== Information shown

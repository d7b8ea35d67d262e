use std::sync::Arc;

use serde_json::json;
use tracing::{debug, error, info, warn};

use streamgate_shared::models::ResponseChunk;

use crate::services::buffer::BufferManager;
use crate::services::persistence::MessageSink;
use crate::services::stream_hub::{SseFrame, StreamHub};

/// Drives every fragment received from the bus through reorder, fan-out and
/// finalization.
pub struct IngestPipeline {
    buffers: Arc<BufferManager>,
    streams: Arc<StreamHub>,
    sink: Arc<dyn MessageSink>,
}

impl IngestPipeline {
    pub fn new(
        buffers: Arc<BufferManager>,
        streams: Arc<StreamHub>,
        sink: Arc<dyn MessageSink>,
    ) -> Self {
        Self {
            buffers,
            streams,
            sink,
        }
    }

    /// Fragments from the broadcast subject: every instance sees them, so
    /// only ingest when this instance actually streams the session.
    pub fn handle_broadcast(&self, chunk: ResponseChunk) {
        if !self.streams.has_streams(&chunk.session_id) {
            debug!(
                session_id = %chunk.session_id,
                message_id = %chunk.message_id,
                "ignoring broadcast fragment for foreign session"
            );
            return;
        }
        self.handle_chunk(chunk);
    }

    /// Fragments addressed to this instance.
    pub fn handle_chunk(&self, chunk: ResponseChunk) {
        let session_id = chunk.session_id.clone();
        let message_id = chunk.message_id.clone();

        if let Err(err) = self.buffers.ingest(chunk) {
            warn!(
                session_id,
                message_id,
                error = %err,
                "dropping fragment"
            );
            metrics::counter!("chunks_dropped_total", "reason" => err.reason()).increment(1);
            return;
        }
        metrics::counter!("chunks_ingested_total").increment(1);

        let (ready, complete) = self.buffers.drain(&message_id);
        for fragment in ready {
            match serde_json::to_value(&fragment) {
                Ok(payload) => {
                    self.streams
                        .send_to_session(&session_id, SseFrame::new("chunk", payload));
                }
                Err(err) => {
                    error!(
                        message_id,
                        chunk_id = fragment.chunk_id,
                        error = %err,
                        "failed to encode fragment for fan-out"
                    );
                }
            }
        }

        if complete {
            self.complete_message(&session_id, &message_id);
        }
    }

    fn complete_message(&self, session_id: &str, message_id: &str) {
        let message = match self.buffers.finalize(message_id) {
            Ok(message) => message,
            Err(err) => {
                warn!(message_id, error = %err, "failed to finalize message");
                return;
            }
        };

        info!(
            message_id,
            session_id,
            chars = message.content.len(),
            tokens = message.token_count,
            "message complete"
        );

        // Storage is off the fragment hot path; the sink owns its retries
        // and the completion event below does not wait for it.
        let sink = self.sink.clone();
        let stored = message.clone();
        tokio::spawn(async move {
            if let Err(err) = sink.store(&stored).await {
                error!(
                    message_id = %stored.message_id,
                    error = %err,
                    "persistence sink gave up on finalized message"
                );
            }
        });

        self.streams.send_to_session(
            session_id,
            SseFrame::new(
                "message_complete",
                json!({
                    "message_id": message.message_id,
                    "token_count": message.token_count,
                }),
            ),
        );
    }
}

====

Within the entries above, work out how many lines contain the word "payload". The number alone is the answer.

2